Many people held in suspicion of violating immigration laws may already feel like a stranger in a strange land, but the treatment of those awaiting deportation adds to the pressure.

The Obama administration is looking to transform the highly-criticized detention system, proposing changes that would send non-violent and non-criminal immigrant detainees to more suitable facilities other than local jails and private prisons.

The initiatives would help to improve upon a system that houses an estimated average of over 300,000 detainees each year, held under conditions that are often inhumane — from mistreatment of minors to deaths due to a lack of proper medical care.

Homeland Security Secretary Janet Napolitano has presented several reform ideas, including holding detainees in converted hotels, nursing homes, and other residential facilities or placing them in electronic ankle bracelets for surveillance and monitoring.

Some of the changes are expected to reduce costs for Immigration and Customs Enforcement, which has nearly $2.5 billion in the budget for detention and deportation. Proposed housing alternatives to detention can be much cheaper than the present system — costing only $14 a day per person, compared to over $100 a day for the jails under contract.

Another area of concern is the disparity between immigrant detention and criminal custody — in a criminal case the right to legal council is assured, while for many detainees a standard needs to be established for obtaining access to due process. Immigrant rights advocates are also pushing the federal government to make legally-binding standards for immigrants to have recreation time, family visits and legal materials available to them.

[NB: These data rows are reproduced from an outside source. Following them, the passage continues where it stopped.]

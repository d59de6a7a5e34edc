//! Shared application state.

use std::sync::Arc;

use crate::config::Config;
use crate::coordinator::JobCoordinator;
use crate::events::{MetricsSink, TracingSink};
use crate::liveness::LivenessMonitor;
use crate::metrics::Counters;
use crate::queue::TaskQueue;
use crate::registry::WorkerRegistry;
use crate::resolver::{DatasetResolver, PermissiveResolver, StaticCatalog};
use crate::scheduler::Scheduler;
use crate::store::{JobStore, MemoryBackend, StorageBackend};

/// Shared application state.
pub struct AppState {
    pub config: Config,

    /// Jobs and tasks.
    pub store: Arc<JobStore>,

    /// Pending-task index.
    pub queue: Arc<TaskQueue>,

    /// Known workers.
    pub registry: Arc<WorkerRegistry>,

    pub coordinator: Arc<JobCoordinator>,
    pub scheduler: Scheduler,
    pub counters: Arc<Counters>,
}

impl AppState {
    /// Wire every component together.
    pub fn new(
        config: Config,
        backend: Arc<dyn StorageBackend>,
        resolver: Arc<dyn DatasetResolver>,
        sink: Arc<dyn MetricsSink>,
    ) -> Arc<Self> {
        let store = Arc::new(JobStore::new(backend));
        let queue = Arc::new(TaskQueue::new());
        let registry = Arc::new(WorkerRegistry::new());
        let counters = Arc::new(Counters::default());

        let coordinator = Arc::new(JobCoordinator::new(
            store.clone(),
            queue.clone(),
            registry.clone(),
            resolver,
            sink,
            counters.clone(),
            config.retry_policy(),
        ));
        let scheduler = Scheduler::new(
            store.clone(),
            queue.clone(),
            registry.clone(),
            coordinator.clone(),
            counters.clone(),
        );

        Arc::new(Self {
            config,
            store,
            queue,
            registry,
            coordinator,
            scheduler,
            counters,
        })
    }

    /// In-memory state with default configuration.
    pub fn in_memory() -> Arc<Self> {
        Self::with_config(Config::default())
    }

    /// In-memory state with the given configuration.
    pub fn with_config(config: Config) -> Arc<Self> {
        let resolver = Self::resolver_for(&config);
        Self::new(
            config,
            Arc::new(MemoryBackend::new()),
            resolver,
            Arc::new(TracingSink),
        )
    }

    /// Catalog of the configured datasets, or accept-anything when none are.
    pub fn resolver_for(config: &Config) -> Arc<dyn DatasetResolver> {
        if config.datasets.is_empty() {
            Arc::new(PermissiveResolver)
        } else {
            Arc::new(StaticCatalog::new(config.datasets.iter().cloned()))
        }
    }

    /// A liveness monitor over this state.
    pub fn liveness_monitor(&self) -> LivenessMonitor {
        LivenessMonitor::new(
            self.registry.clone(),
            self.coordinator.clone(),
            self.config.liveness(),
        )
    }
}
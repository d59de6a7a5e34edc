//! FleetRun Worker Library
//!
//! The worker agent pulls tasks from the control plane, runs them through a
//! [`TaskExecutor`] and reports the outcome, heartbeating in the background.

pub mod agent;
pub mod config;
pub mod executor;
pub mod shutdown;

pub use agent::{AgentConfig, AgentError, AgentStats, ControlPlaneApi, WorkerAgent};
pub use config::{Config, ExecutorKind};
pub use executor::{
    EchoExecutor, ExecutorError, SimulatedTrainingExecutor, TaskContext, TaskExecutor, TaskOutput,
};
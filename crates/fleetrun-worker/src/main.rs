//! FleetRun Worker Daemon

use std::sync::Arc;

use clap::Parser;
use tracing::{error, info, warn};
use tracing_subscriber::{EnvFilter, FmtSubscriber};

use fleetrun_client::http::HttpClient;
use fleetrun_worker::{shutdown, Config, WorkerAgent};

#[tokio::main]
async fn main() -> Result<(), Box<dyn std::error::Error>> {
    // Initialize tracing
    let subscriber = FmtSubscriber::builder()
        .with_env_filter(
            EnvFilter::try_from_default_env().unwrap_or_else(|_| EnvFilter::new("info")),
        )
        .with_target(true)
        .finish();
    tracing::subscriber::set_global_default(subscriber)?;

    // Load config
    let config = Config::parse();
    for warning in config.warnings() {
        warn!("{warning}");
    }

    info!(
        control_plane = %config.control_plane,
        hostname = %config.hostname(),
        executor = ?config.executor,
        max_concurrent_tasks = config.max_concurrent_tasks,
        "Starting FleetRun worker"
    );

    let client = HttpClient::new(&config.control_plane);
    let agent = WorkerAgent::new(
        Arc::new(client),
        config.build_executor(),
        config.agent_config(),
    );
    let shutdown = shutdown::install_shutdown_handler();

    // Reconnection loop
    loop {
        match agent.run(shutdown.clone()).await {
            Ok(_) => break,
            Err(e) => {
                error!(error = %e, "Could not join the control plane");
            }
        }

        info!(
            delay_ms = config.reconnect_delay_ms,
            "Reconnecting in {} ms...", config.reconnect_delay_ms
        );
        tokio::select! {
            _ = shutdown.cancelled() => break,
            _ = tokio::time::sleep(config.reconnect_delay()) => {}
        }
    }

    Ok(())
}
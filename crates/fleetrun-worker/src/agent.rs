//! Worker agent.
//!
//! The agent registers with the control plane, keeps a heartbeat going in the
//! background and pulls tasks until it is shut down: request, execute, report.
//! Every execution runs on its own tokio task so that a panicking executor is
//! reported as a failed task instead of taking the worker down.

use std::any::Any;
use std::collections::HashMap;
use std::sync::atomic::{AtomicU64, Ordering};
use std::sync::Arc;
use std::time::{Duration, Instant};

use async_trait::async_trait;
use rand::Rng;
use thiserror::Error;
use tokio::sync::{Mutex, RwLock};
use tokio::task::JoinSet;
use tokio_util::sync::CancellationToken;
use tracing::{debug, error, info, warn};

use fleetrun_client::error::ClientError;
use fleetrun_client::http::HttpClient;
use fleetrun_core::{TaskId, WorkerCapability, WorkerId, WorkerStatus};
use fleetrun_proto::{
    Assignment, HeartbeatResponse, RegisterWorkerResponse, ReportTaskResultRequest,
    ReportTaskResultResponse,
};

use crate::executor::{TaskContext, TaskExecutor};

/// Errors that end an agent run.
#[derive(Debug, Error)]
pub enum AgentError {
    #[error("Registration failed: {0}")]
    Registration(#[source] ClientError),
}

// ============================================================================
// Control plane seam
// ============================================================================

/// The RPCs a worker makes.
#[async_trait]
pub trait ControlPlaneApi: Send + Sync {
    async fn register(
        &self,
        capability: WorkerCapability,
    ) -> Result<RegisterWorkerResponse, ClientError>;

    /// `capability` re-admits the worker as it is if the control plane
    /// has forgotten it.
    async fn heartbeat(
        &self,
        worker_id: &WorkerId,
        status: WorkerStatus,
        current_tasks: Vec<TaskId>,
        capability: &WorkerCapability,
    ) -> Result<HeartbeatResponse, ClientError>;

    async fn request_task(
        &self,
        worker_id: &WorkerId,
        capability: &WorkerCapability,
    ) -> Result<Option<Assignment>, ClientError>;

    async fn report(
        &self,
        task_id: &TaskId,
        report: &ReportTaskResultRequest,
    ) -> Result<ReportTaskResultResponse, ClientError>;
}

#[async_trait]
impl ControlPlaneApi for HttpClient {
    async fn register(
        &self,
        capability: WorkerCapability,
    ) -> Result<RegisterWorkerResponse, ClientError> {
        self.register_worker(capability).await
    }

    async fn heartbeat(
        &self,
        worker_id: &WorkerId,
        status: WorkerStatus,
        current_tasks: Vec<TaskId>,
        capability: &WorkerCapability,
    ) -> Result<HeartbeatResponse, ClientError> {
        HttpClient::heartbeat(self, worker_id, status, current_tasks, Some(capability.clone()))
            .await
    }

    async fn request_task(
        &self,
        worker_id: &WorkerId,
        capability: &WorkerCapability,
    ) -> Result<Option<Assignment>, ClientError> {
        HttpClient::request_task(self, worker_id, Some(capability.clone())).await
    }

    async fn report(
        &self,
        task_id: &TaskId,
        report: &ReportTaskResultRequest,
    ) -> Result<ReportTaskResultResponse, ClientError> {
        HttpClient::report(self, task_id, report).await
    }
}

// ============================================================================
// Agent
// ============================================================================

/// Agent loop timings.
#[derive(Debug, Clone)]
pub struct AgentConfig {
    /// Sent at registration and with every heartbeat and task request.
    pub capability: WorkerCapability,

    /// Wait between requests when no task is available (plus up to 25% jitter).
    pub poll_interval: Duration,

    /// Overrides the interval advertised by the control plane.
    pub heartbeat_interval: Option<Duration>,

    /// Wait before retrying a report that did not reach the control plane.
    pub retry_delay: Duration,

    /// Attempts per task report.
    pub report_attempts: u32,

    /// Stop after this long with no work.
    pub idle_shutdown: Option<Duration>,
}

impl Default for AgentConfig {
    fn default() -> Self {
        Self {
            capability: WorkerCapability::default(),
            poll_interval: Duration::from_secs(1),
            heartbeat_interval: None,
            retry_delay: Duration::from_secs(5),
            report_attempts: 3,
            idle_shutdown: None,
        }
    }
}

/// Counters of one agent's lifetime.
#[derive(Debug, Clone, Copy, Default, PartialEq, Eq)]
pub struct AgentStats {
    pub tasks_succeeded: u64,
    pub tasks_failed: u64,

    /// Reports the control plane ignored or never received.
    pub reports_rejected: u64,

    pub registrations: u64,
}

#[derive(Default)]
struct Counters {
    tasks_succeeded: AtomicU64,
    tasks_failed: AtomicU64,
    reports_rejected: AtomicU64,
    registrations: AtomicU64,
}

fn incr(counter: &AtomicU64) {
    counter.fetch_add(1, Ordering::Relaxed);
}

struct Shared {
    api: Arc<dyn ControlPlaneApi>,
    executor: Arc<dyn TaskExecutor>,
    config: AgentConfig,

    /// Identity from the latest registration.
    worker_id: RwLock<Option<WorkerId>>,

    /// Cancellation handles of executions in progress.
    running: Mutex<HashMap<TaskId, CancellationToken>>,

    counters: Counters,
}

/// Worker agent.
#[derive(Clone)]
pub struct WorkerAgent {
    shared: Arc<Shared>,
}

impl WorkerAgent {
    pub fn new(
        api: Arc<dyn ControlPlaneApi>,
        executor: Arc<dyn TaskExecutor>,
        config: AgentConfig,
    ) -> Self {
        Self {
            shared: Arc::new(Shared {
                api,
                executor,
                config,
                worker_id: RwLock::new(None),
                running: Mutex::new(HashMap::new()),
                counters: Counters::default(),
            }),
        }
    }

    /// Identity from the latest registration.
    pub async fn worker_id(&self) -> Option<WorkerId> {
        self.shared.worker_id.read().await.clone()
    }

    pub fn stats(&self) -> AgentStats {
        let c = &self.shared.counters;
        AgentStats {
            tasks_succeeded: c.tasks_succeeded.load(Ordering::Relaxed),
            tasks_failed: c.tasks_failed.load(Ordering::Relaxed),
            reports_rejected: c.reports_rejected.load(Ordering::Relaxed),
            registrations: c.registrations.load(Ordering::Relaxed),
        }
    }

    /// Register and work until `shutdown` fires or the idle timeout passes.
    ///
    /// Executions in progress are allowed to finish and report before this
    /// returns. Only a failed initial registration is an error; everything
    /// after that is retried.
    pub async fn run(&self, shutdown: CancellationToken) -> Result<AgentStats, AgentError> {
        let registered = self
            .shared
            .register()
            .await
            .map_err(AgentError::Registration)?;

        let heartbeat_interval = self
            .shared
            .config
            .heartbeat_interval
            .unwrap_or(Duration::from_millis(registered.heartbeat_interval_ms))
            .max(Duration::from_millis(1));

        let stop_heartbeat = CancellationToken::new();
        let heartbeat = tokio::spawn(run_heartbeat_loop(
            self.shared.clone(),
            heartbeat_interval,
            stop_heartbeat.clone(),
        ));

        self.work_loop(&shutdown).await;

        stop_heartbeat.cancel();
        if let Err(e) = heartbeat.await {
            error!(error = %e, "Heartbeat loop failed");
        }

        let stats = self.stats();
        info!(
            succeeded = stats.tasks_succeeded,
            failed = stats.tasks_failed,
            rejected = stats.reports_rejected,
            "Worker agent stopped"
        );
        Ok(stats)
    }

    async fn work_loop(&self, shutdown: &CancellationToken) {
        let shared = &self.shared;
        let capacity = shared.config.capability.max_concurrent_tasks.max(1) as usize;
        let mut executions = JoinSet::new();
        let mut idle_since = Instant::now();

        loop {
            while let Some(joined) = executions.try_join_next() {
                log_join(joined);
            }
            if shutdown.is_cancelled() {
                break;
            }

            if executions.len() >= capacity {
                tokio::select! {
                    _ = shutdown.cancelled() => break,
                    Some(joined) = executions.join_next() => log_join(joined),
                }
                continue;
            }

            let Some(worker_id) = shared.current_worker_id().await else {
                break;
            };

            match shared
                .api
                .request_task(&worker_id, &shared.config.capability)
                .await
            {
                Ok(Some(assignment)) => {
                    idle_since = Instant::now();
                    executions.spawn(execute_and_report(shared.clone(), worker_id, assignment));
                    continue;
                }
                Ok(None) => {
                    debug!(worker_id = %worker_id, "No task available");
                }
                Err(e) if e.is_not_found() || e.is_worker_unreachable() => {
                    warn!(worker_id = %worker_id, error = %e, "Control plane no longer knows this worker");
                    shared.reregister(&worker_id).await;
                }
                Err(e) => {
                    warn!(worker_id = %worker_id, error = %e, "Failed to request task");
                }
            }

            if !executions.is_empty() {
                idle_since = Instant::now();
            } else if let Some(idle) = shared.config.idle_shutdown {
                if idle_since.elapsed() >= idle {
                    info!(idle_ms = idle.as_millis() as u64, "No work received, shutting down");
                    break;
                }
            }

            let delay = jittered(shared.config.poll_interval);
            tokio::select! {
                _ = shutdown.cancelled() => break,
                _ = tokio::time::sleep(delay) => {}
                Some(joined) = executions.join_next(), if !executions.is_empty() => log_join(joined),
            }
        }

        if !executions.is_empty() {
            info!(in_flight = executions.len(), "Waiting for running tasks to finish");
        }
        while let Some(joined) = executions.join_next().await {
            log_join(joined);
        }
    }
}
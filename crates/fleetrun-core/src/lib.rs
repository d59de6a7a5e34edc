//! FleetRun Core Domain Types
//!
//! This crate contains pure domain types with no dependencies on:
//! - Network/HTTP
//! - Storage backends
//! - Runtime specifics
//!
//! Jobs are decomposed into Tasks, Tasks are executed by Workers, and the
//! per-task results fold back into a Job's aggregate metrics.

pub mod error;
pub mod ids;
pub mod job;
pub mod metrics;
pub mod status;
pub mod task;
pub mod worker;

// Re-export commonly used types
pub use error::CoreError;
pub use ids::{JobId, TaskId, WorkerId};
pub use job::{Job, JobSpec, TaskTemplate};
pub use metrics::AggregateMetrics;
pub use status::{JobStatus, TaskStatus, WorkerStatus};
pub use task::{Task, TaskResult};
pub use worker::{Worker, WorkerCapability};
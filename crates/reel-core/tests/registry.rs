//! Tests for registry CRUD and selection behavior.

use reel_core::{CompositionDescriptor, CompositionRegistry, Error};

fn descriptor(name: &str) -> CompositionDescriptor {
    CompositionDescriptor {
        name: name.into(),
        component: format!("./src/{name}.tsx"),
        width: 1280,
        height: 720,
        fps: 30,
        duration_in_frames: 90,
    }
}

#[test]
fn register_and_get() {
    let mut registry = CompositionRegistry::new();
    registry.register(descriptor("intro"));

    assert!(registry.contains("intro"));
    assert_eq!(registry.get("intro").unwrap().width, 1280);
    assert_eq!(registry.len(), 1);
    assert!(!registry.is_empty());
}

#[test]
fn register_replaces_existing() {
    let mut registry = CompositionRegistry::new();
    registry.register(descriptor("intro"));

    let mut wider = descriptor("intro");
    wider.width = 3840;
    registry.register(wider);

    assert_eq!(registry.len(), 1);
    assert_eq!(registry.get("intro").unwrap().width, 3840);
}

#[test]
fn unregister_returns_descriptor() {
    let mut registry = CompositionRegistry::new();
    registry.register(descriptor("intro"));

    let removed = registry.unregister("intro");
    assert_eq!(removed.unwrap().name, "intro");
    assert!(registry.is_empty());
    assert!(registry.unregister("intro").is_none());
}

#[test]
fn select_unknown_composition_fails() {
    let mut registry = CompositionRegistry::new();
    registry.register(descriptor("intro"));

    let err = registry.select("outro").unwrap_err();
    assert_eq!(err, Error::UnknownComposition("outro".into()));
    assert_eq!(registry.current_name(), None);
}

#[test]
fn select_then_current() {
    let mut registry = CompositionRegistry::new();
    registry.register(descriptor("intro"));
    registry.register(descriptor("outro"));

    registry.select("outro").unwrap();
    assert_eq!(registry.current_name(), Some("outro"));
    assert_eq!(registry.current().unwrap().component, "./src/outro.tsx");

    registry.clear_selection();
    assert!(registry.current().is_none());
}

#[test]
fn unregister_clears_matching_selection() {
    let mut registry = CompositionRegistry::new();
    registry.register(descriptor("intro"));
    registry.register(descriptor("outro"));
    registry.select("intro").unwrap();

    registry.unregister("intro");
    assert_eq!(registry.current_name(), None);
}

#[test]
fn unregister_keeps_unrelated_selection() {
    let mut registry = CompositionRegistry::new();
    registry.register(descriptor("intro"));
    registry.register(descriptor("outro"));
    registry.select("intro").unwrap();

    registry.unregister("outro");
    assert_eq!(registry.current_name(), Some("intro"));
}

#[test]
fn clear_resets_everything() {
    let mut registry = CompositionRegistry::new();
    registry.register(descriptor("intro"));
    registry.select("intro").unwrap();

    registry.clear();
    assert!(registry.is_empty());
    assert!(registry.current_name().is_none());
}

#[test]
fn names_and_iter_cover_all_entries() {
    let mut registry = CompositionRegistry::new();
    registry.register(descriptor("intro"));
    registry.register(descriptor("outro"));

    let mut names: Vec<_> = registry.names().cloned().collect();
    names.sort();
    assert_eq!(names, vec!["intro", "outro"]);

    assert_eq!(registry.iter().count(), 2);
}
//! Configuration assembly.
//!
//! [`assemble`] is a pure function from [`AssembleOptions`] to
//! [`BundlerConfig`]: validate, compute the environment-dependent pieces,
//! compose, then hand the whole record to the caller's override hook.
//! No I/O happens here and no state survives between invocations.

use std::collections::BTreeMap;
use std::path::PathBuf;

use serde_json::{Map, Value};

use crate::Result;
use crate::cache::cache_name;
use crate::config::{
    BundlerConfig, CachePolicy, DevServerOptions, ExperimentsOptions, LazyCompilation,
    ModuleOptions, OptimizationOptions, OutputOptions, ResolveOptions, SourceMapKind,
    StatsVerbosity,
};
use crate::environment::Environment;
use crate::options::AssembleOptions;
use crate::plugins::{BundlerPlugin, ProgressCallback, ProgressReporter};
use crate::rules::transform_rules;

/// Module identifier of the hot-reload client transport.
pub const HOT_RELOAD_CLIENT: &str = "@reel/dev-server/client";
/// Module identifier of the fast-refresh runtime.
pub const FAST_REFRESH_RUNTIME: &str = "@reel/fast-refresh/runtime";
/// Module identifier of the shim prepended to every bundle.
pub const REACT_SHIM: &str = "@reel/bundler/react-shim.js";

/// Identifier the development bundle substitutes with the input props.
pub const INPUT_PROPS_KEY: &str = "process.env.INPUT_PROPS";

const GLOBAL_OBJECT: &str = "this";
const BUNDLE_FILENAME: &str = "bundle.js";
const DEV_SERVER_STATIC_ROOT: &str = "web";

const RESOLVE_EXTENSIONS: [&str; 4] = [".ts", ".tsx", ".js", ".jsx"];

/// Assemble a complete bundler configuration.
///
/// Fails only on empty required parameters. The override hook, when
/// installed, runs exactly once as the final step and its return value
/// is the result verbatim.
pub fn assemble(options: AssembleOptions) -> Result<BundlerConfig> {
    options.validate()?;

    let AssembleOptions {
        entry,
        user_component,
        out_dir,
        environment,
        override_fn,
        on_progress,
        enable_caching,
        input_props,
    } = options;

    let input_props = input_props.unwrap_or_else(|| Value::Object(Map::new()));

    let cache = if enable_caching {
        CachePolicy::Filesystem {
            name: cache_name(environment, &input_props),
        }
    } else {
        CachePolicy::Disabled
    };

    let lazy_compilation = match environment {
        Environment::Development => LazyCompilation::Enabled { entries: false },
        Environment::Production => LazyCompilation::Disabled,
    };

    let config = BundlerConfig {
        mode: environment,
        optimization: OptimizationOptions {
            minimize: false,
            split_chunks: false,
        },
        experiments: ExperimentsOptions { lazy_compilation },
        cache,
        devtool: SourceMapKind::CheapModuleSourceMap,
        stats: StatsVerbosity::Verbose,
        entry: entry_chain(environment, &user_component, &entry),
        plugins: plugin_set(environment, &input_props, on_progress),
        output: Some(OutputOptions {
            global_object: GLOBAL_OBJECT.into(),
            filename: BUNDLE_FILENAME.into(),
            path: out_dir,
        }),
        dev_server: Some(DevServerOptions {
            static_root: PathBuf::from(DEV_SERVER_STATIC_ROOT),
            history_api_fallback: true,
            hot: true,
        }),
        resolve: ResolveOptions {
            extensions: RESOLVE_EXTENSIONS.iter().map(|e| e.to_string()).collect(),
            alias: resolve_aliases(),
        },
        module: ModuleOptions {
            rules: transform_rules(),
        },
    };

    tracing::debug!(
        mode = %config.mode,
        entries = config.entry.len(),
        plugins = config.plugins.len(),
        caching = config.cache.is_enabled(),
        "assembled bundler configuration"
    );

    Ok(match override_fn {
        Some(f) => f(config),
        None => config,
    })
}

/// The ordered entry chain. Development prepends the hot-reload client
/// and fast-refresh runtime; both environments end with the user
/// component, the shim, and the root entry.
fn entry_chain(environment: Environment, user_component: &str, entry: &str) -> Vec<String> {
    let dev_only = |specifier: &str| match environment {
        Environment::Development => Some(specifier.to_string()),
        Environment::Production => None,
    };

    [
        dev_only(HOT_RELOAD_CLIENT),
        dev_only(FAST_REFRESH_RUNTIME),
        Some(user_component.to_string()),
        Some(REACT_SHIM.to_string()),
        Some(entry.to_string()),
    ]
    .into_iter()
    .flatten()
    .collect()
}

/// The environment's plugin set. The two sets are mutually exclusive.
fn plugin_set(
    environment: Environment,
    input_props: &Value,
    on_progress: Option<ProgressCallback>,
) -> Vec<BundlerPlugin> {
    match environment {
        Environment::Development => vec![
            BundlerPlugin::ErrorOverlay,
            BundlerPlugin::FastRefresh,
            BundlerPlugin::HotModuleReplacement,
            BundlerPlugin::define(INPUT_PROPS_KEY, input_props.clone()),
        ],
        Environment::Production => {
            vec![BundlerPlugin::Progress(ProgressReporter::new(on_progress))]
        }
    }
}

/// Aliases pinning each runtime package to a single resolved instance.
fn resolve_aliases() -> BTreeMap<String, String> {
    [
        ("react/jsx-runtime", "react/jsx-runtime"),
        ("react", "react"),
        ("reel", "reel"),
        ("styled-components", "styled-components"),
        // Exact-match marker: bare react-native only, not subpaths.
        ("react-native$", "react-native-web"),
    ]
    .into_iter()
    .map(|(from, to)| (from.to_string(), to.to_string()))
    .collect()
}

#[cfg(test)]
mod tests {
    use super::*;

    #[test]
    fn test_entry_chain_development_order() {
        let chain = entry_chain(Environment::Development, "./src/Video.tsx", "./src/index.ts");
        assert_eq!(
            chain,
            vec![
                HOT_RELOAD_CLIENT,
                FAST_REFRESH_RUNTIME,
                "./src/Video.tsx",
                REACT_SHIM,
                "./src/index.ts",
            ]
        );
    }

    #[test]
    fn test_entry_chain_production_drops_dev_segments() {
        let chain = entry_chain(Environment::Production, "./src/Video.tsx", "./src/index.ts");
        assert_eq!(chain, vec!["./src/Video.tsx", REACT_SHIM, "./src/index.ts"]);
    }

    #[test]
    fn test_plugin_sets_are_mutually_exclusive() {
        let props = serde_json::json!({});
        let dev = plugin_set(Environment::Development, &props, None);
        let prod = plugin_set(Environment::Production, &props, None);

        assert_eq!(dev.len(), 4);
        assert!(dev.iter().all(|p| p.name() != "progress"));

        assert_eq!(prod.len(), 1);
        assert_eq!(prod[0].name(), "progress");
    }

    #[test]
    fn test_development_define_serializes_props() {
        let props = serde_json::json!({"title": "intro"});
        let dev = plugin_set(Environment::Development, &props, None);
        match &dev[3] {
            BundlerPlugin::Define { values } => {
                assert_eq!(values.get(INPUT_PROPS_KEY), Some(&props));
            }
            other => panic!("expected define plugin, got {}", other.name()),
        }
    }

    #[test]
    fn test_alias_table_contents() {
        let aliases = resolve_aliases();
        assert_eq!(aliases.len(), 5);
        assert_eq!(
            aliases.get("react-native$").map(String::as_str),
            Some("react-native-web")
        );
        assert!(aliases.contains_key("react"));
        assert!(aliases.contains_key("react/jsx-runtime"));
        assert!(aliases.contains_key("reel"));
        assert!(aliases.contains_key("styled-components"));
    }
}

A request for proposals to build two model detention centers — one in California — will be issued within a year, according to John Morton, assistant secretary of Immigration and Customs Enforcement. He pledged to create a more centralized system with increased government accountability, and a plan to create a system to better identify medical issues and to help manage care. In addition, officials are developing an online system to help families find their relatives. This is part of an ambitious plan to transform the penal network into what Mr. Morton calls, "a truly civil detention system."

"This is a system that encompasses many different types of detainees, not all of whom need to be held in prison-like circumstances or jail-like circumstances, which not only may be unnecessary but more expensive," Ms. Napolitano said. "Serious felons deserve to be in the prison model," she adds, "but there are others. There are women. There are children."